The White House dismissed Richardson’s initiative. “While we appreciate Ambassador Richardson’s efforts, this release was negotiated by current U.S. officials with Swiss assistance,” a senior U.S. official told me. The Administration also rejected Zarif’s overture as propaganda. “We never believed that those public comments of Mr. Zarif were very serious,” the Administration official told reporters. “The proper way to deal with these sorts of negotiations was through established diplomatic channels, either in talks directly with the United States or going through our protecting power, the Swiss,” he said. Zarif flew to Zurich to pick up Soleimani. He tweeted a picture of the two on his plane flying back to Tehran.

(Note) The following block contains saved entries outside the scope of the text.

//! Prometheus metrics for the control-plane API.
//!
//! Cache failures and audit fallbacks are the contractual "counted, never
//! surfaced" signals; the gauges mirror the live counters on scrape.

use axum::extract::{MatchedPath, Request, State};
use axum::middleware::Next;
use axum::response::{IntoResponse, Response};
use lazy_static::lazy_static;
use prometheus::{
    register_counter_vec, register_histogram_vec, register_int_gauge, CounterVec, Encoder,
    HistogramVec, IntGauge, TextEncoder,
};
use std::time::Instant;

use crate::state::AppState;

lazy_static! {
    /// Counter for HTTP requests by method, path, and status.
    pub static ref HTTP_REQUESTS_TOTAL: CounterVec = register_counter_vec!(
        "mirador_http_requests_total",
        "Total number of HTTP requests",
        &["method", "path", "status"]
    )
    .unwrap();

    /// Histogram for request latency in seconds.
    pub static ref HTTP_REQUEST_DURATION_SECONDS: HistogramVec = register_histogram_vec!(
        "mirador_http_request_duration_seconds",
        "HTTP request latency in seconds",
        &["method", "path"],
        vec![0.001, 0.005, 0.01, 0.025, 0.05, 0.1, 0.25, 0.5, 1.0, 2.5, 5.0]
    )
    .unwrap();

    /// Counter for catalog operations by kind and outcome.
    pub static ref CATALOG_OPERATIONS_TOTAL: CounterVec = register_counter_vec!(
        "mirador_catalog_operations_total",
        "Catalog operations by kind and outcome",
        &["operation", "status"]
    )
    .unwrap();

    /// RBAC read-through cache counters, mirrored from CacheStats.
    pub static ref RBAC_CACHE_HITS: IntGauge = register_int_gauge!(
        "mirador_rbac_cache_hits",
        "RBAC cache hits since process start"
    )
    .unwrap();

    pub static ref RBAC_CACHE_MISSES: IntGauge = register_int_gauge!(
        "mirador_rbac_cache_misses",
        "RBAC cache misses since process start"
    )
    .unwrap();

    pub static ref RBAC_CACHE_FAILURES: IntGauge = register_int_gauge!(
        "mirador_rbac_cache_failures",
        "RBAC cache failures since process start (swallowed)"
    )
    .unwrap();

    /// Audit events that fell back to tracing instead of the store.
    pub static ref AUDIT_FALLBACKS: IntGauge = register_int_gauge!(
        "mirador_audit_fallbacks",
        "Audit events dropped to the tracing fallback"
    )
    .unwrap();
}

/// Record one catalog operation outcome.
pub fn record_catalog_operation(operation: &str, ok: bool) {
    let status = if ok { "ok" } else { "error" };
    CATALOG_OPERATIONS_TOTAL
        .with_label_values(&[operation, status])
        .inc();
}

/// Middleware that times requests and counts them by matched route.
pub async fn track_metrics(req: Request, next: Next) -> Response {
    let method = req.method().to_string();
    let path = req
        .extensions()
        .get::<MatchedPath>()
        .map(|p| p.as_str().to_string())
        .unwrap_or_else(|| "unmatched".to_string());

    let start = Instant::now();
    let response = next.run(req).await;
    let elapsed = start.elapsed().as_secs_f64();

    HTTP_REQUEST_DURATION_SECONDS
        .with_label_values(&[&method, &path])
        .observe(elapsed);
    HTTP_REQUESTS_TOTAL
        .with_label_values(&[&method, &path, response.status().as_str()])
        .inc();

    response
}

/// `/metrics` endpoint: refresh mirrored gauges and render the registry.
pub async fn metrics_handler(State(state): State<AppState>) -> impl IntoResponse {
    RBAC_CACHE_HITS.set(state.cache_stats.hits() as i64);
    RBAC_CACHE_MISSES.set(state.cache_stats.misses() as i64);
    RBAC_CACHE_FAILURES.set(state.cache_stats.failures() as i64);
    AUDIT_FALLBACKS.set(state.audit.fallback_count() as i64);

    let metric_families = prometheus::gather();
    let mut buffer = Vec::new();
    let encoder = TextEncoder::new();
    if let Err(err) = encoder.encode(&metric_families, &mut buffer) {
        tracing::error!(error = %err, "metrics encoding failed");
        return (axum::http::StatusCode::INTERNAL_SERVER_ERROR, String::new());
    }
    (
        axum::http::StatusCode::OK,
        String::from_utf8(buffer).unwrap_or_default(),
    )
}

On Saturday afternoon, Trump called the exchange “a great thing for Iran.” He told reporters, “I think it was great to show that we can do something. It might have been a precursor as to what can be done.” The Administration official said he was hopeful that Wang’s release was a sign that Iran is “willing to come to the table” to negotiate other flash points, including its nuclear program, missile tests, and role in other Middle Eastern countries. Both the United States and Iran have sought engagement, even as their differences have deepened.

Ali Vaez, the director of the Iran project at the International Crisis Group, said that the exchange was a reason for optimism, although it is only one step in dealing with forty years of hostage dramas and tensions with Iran. “It’d be wrong to overestimate the possibilities that the exchange could create, but it’d also be wrong to underestimate its promise,” Vaez told me. “It constitutes a very positive step, because it’s the first time under the Trump Administration that Iran and the U.S. have agreed on anything.”

This piece has been updated to include comments by Lenny Franco.